Als Gegenbewegung zum Ursprung der Pantomime aus Tanz und Zirkusartistik, den man noch im Stummfilm erkennt, hat sich eine karge, aufs Wesentliche beschränkte „autonome“ Pantomime als moderne Kunstform entwickelt. Gelegentlich wird diese Pantomime dennoch mit anderen Theaterformen verbunden, zum Beispiel beim Schwarzen Theater, seltener auch im Schwarzlichttheater. Ebenso kann die Darbietung eines Clowns pantomimische Elemente enthalten.

Geschichte

Ursprünge

Der römische Pantomimus war eine Art virtuoser Solotanz. Er war weit verbreitet, bis das Christentum alle Formen öffentlicher Aufführungen verbot. Eine Kontinuität des römischen Mimus über das Mittelalter hinweg wird manchmal behauptet, lässt sich aber nicht belegen. Allerdings wurde seit der Neuzeit immer wieder versucht, verschiedenste Theaterformen durch Berufung auf die Antike zu rechtfertigen.

Mit der Commedia dell’arte, dem italienischen Stegreiftheater der Renaissance, entstand seit dem 16. Jahrhundert eine neuzeitliche Form der Pantomime, die sich über den Umweg der europäischen Metropole Paris auf der ganzen Welt verbreitete. Ihre Helden waren unter anderen die Figuren des Pagliaccio oder Pedrolino (wird zu Pierrot) oder des Arlecchino (wird zu Harlekin).

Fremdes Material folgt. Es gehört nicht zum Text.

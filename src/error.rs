use thiserror::Error;

/// Input rejected by [`crate::ScrollLogic`].
///
/// Only non-finite values are rejected. Out-of-range offsets and odd geometry are normalized
/// instead, since they show up routinely during overscroll and resizes.
#[derive(Error, Debug, Clone, Copy, PartialEq)]
pub enum ScrollError {
    #[error("invalid timestamp: {0}")]
    InvalidTimestamp(f64),

    #[error("invalid offset: {0}")]
    InvalidOffset(f64),
}

pub type Result<T, E = ScrollError> = core::result::Result<T, E>;

pub(crate) fn check_timestamp(timestamp: f64) -> Result<f64> {
    if timestamp.is_finite() {
        Ok(timestamp)
    } else {
        swarn!(timestamp, "rejected non-finite timestamp");
        Err(ScrollError::InvalidTimestamp(timestamp))
    }
}

pub(crate) fn check_offset(offset: f64) -> Result<f64> {
    if offset.is_finite() {
        Ok(offset)
    } else {
        swarn!(offset, "rejected non-finite offset");
        Err(ScrollError::InvalidOffset(offset))
    }
}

Mit dem Begriff der Pantomime verbunden ist die Vorstellung einer allgemeinen Verständlichkeit über Sprachgrenzen und Standesgrenzen hinweg. In diesem Sinne hatten auch die englischen Wanderschauspieler, die Kontinentaleuropa seit etwa 1600 bereisten, ohne die Sprachen zu beherrschen, Anteil an ihrer Entwicklung. Sie nahmen Einflüsse der Commedia dell'Arte auf.

18. Jahrhundert

Als populäres Gegenstück zum höfischen Ballett wurde im 18. Jahrhundert eine getanzte Form der Commedia dell'arte üblich, die man Pantomime nannte. Überall in Europa gab es Tanzkompanien, die diese sehr musikbetonten Stücke, oft mit vielen Kostümwechseln und Verwandlungen auf der Bühne, präsentierten.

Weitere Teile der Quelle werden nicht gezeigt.